### [Problem details]
Transcribe, verbatim, every line from the start of the entries through the line that contains "fallback delivered only"; include both boundary lines and omit all others.

### [Input for this task]
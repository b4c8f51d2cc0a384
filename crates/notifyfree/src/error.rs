// Copyright 2025-Present Datadog, Inc. https://www.datadoghq.com/
// SPDX-License-Identifier: Apache-2.0

//! Error taxonomy for configuration, delivery and the fallback store.
//!
//! Only [`ConfigError`] ever reaches the host application, and only at
//! construction time. [`DeliveryError`] is returned by the delivery client and
//! recovered inside [`crate::handler::LogHandler`]; [`FallbackError`] is
//! returned by [`crate::fallback::FallbackStore`].

/// Required settings are missing or malformed.
#[derive(Debug, thiserror::Error, PartialEq, Eq)]
pub enum ConfigError {
    #[error("NotifyFree requires '{0}' configuration")]
    Missing(&'static str),

    #[error("Invalid NotifyFree endpoint URL: {0}")]
    InvalidEndpoint(String),

    #[error("Invalid value for {key}: {value}")]
    InvalidValue { key: &'static str, value: String },

    #[error("Failed to build HTTP client: {0}")]
    HttpClient(String),
}

/// Failure to hand one entry or one batch to the ingestion endpoint.
#[derive(Debug, thiserror::Error)]
pub enum DeliveryError {
    /// The endpoint rejected the bearer token. Never retried.
    #[error("Authentication failed: invalid token")]
    Auth,

    /// Transport failure or non-success status after all retries.
    #[error("Failed to send after {attempts} attempts: {cause}")]
    Network { attempts: u32, cause: String },

    /// The batch endpoint was missing and half or fewer of the individual
    /// sends succeeded.
    #[error("Batch fallback delivered only {delivered} of {total} entries")]
    PartialBatch { delivered: usize, total: usize },

    #[error("Failed to serialize payload: {0}")]
    Serialization(#[from] serde_json::Error),
}

impl DeliveryError {
    /// Returns true when retrying cannot succeed without operator action.
    #[must_use]
    pub fn is_unrecoverable(&self) -> bool {
        matches!(self, Self::Auth | Self::Serialization(_))
    }
}

/// Failure to read or write the local fallback file.
#[derive(Debug, thiserror::Error)]
pub enum FallbackError {
    #[error("Fallback store I/O error: {0}")]
    Io(#[from] std::io::Error),

    #[error("Fallback store JSON error: {0}")]
    Json(#[from] serde_json::Error),

    #[error("Fallback store task failed: {0}")]
    Join(#[from] tokio::task::JoinError),
}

### [Result for this exercise]
repository b4c8f51d2cc0a384
filename crates/notifyfree/src/error.rs
// Copyright 2025-Present Datadog, Inc. https://www.datadoghq.com/
// SPDX-License-Identifier: Apache-2.0

//! Error taxonomy for configuration, delivery and the fallback store.
//!
//! Only [`ConfigError`] ever reaches the host application, and only at
//! construction time. [`DeliveryError`] is returned by the delivery client and
//! recovered inside [`crate::handler::LogHandler`]; [`FallbackError`] is
//! returned by [`crate::fallback::FallbackStore`].

/// Required settings are missing or malformed.
#[derive(Debug, thiserror::Error, PartialEq, Eq)]
pub enum ConfigError {
    #[error("NotifyFree requires '{0}' configuration")]
    Missing(&'static str),

    #[error("Invalid NotifyFree endpoint URL: {0}")]
    InvalidEndpoint(String),

    #[error("Invalid value for {key}: {value}")]
    InvalidValue { key: &'static str, value: String },

    #[error("Failed to build HTTP client: {0}")]
    HttpClient(String),
}

/// Failure to hand one entry or one batch to the ingestion endpoint.
#[derive(Debug, thiserror::Error)]
pub enum DeliveryError {
    /// The endpoint rejected the bearer token. Never retried.
    #[error("Authentication failed: invalid token")]
    Auth,

    /// Transport failure or non-success status after all retries.
    #[error("Failed to send after {attempts} attempts: {cause}")]
    Network { attempts: u32, cause: String },

    /// The batch endpoint was missing and half or fewer of the individual
    /// sends succeeded.
    #[error("Batch fallback delivered only {delivered} of {total} entries")]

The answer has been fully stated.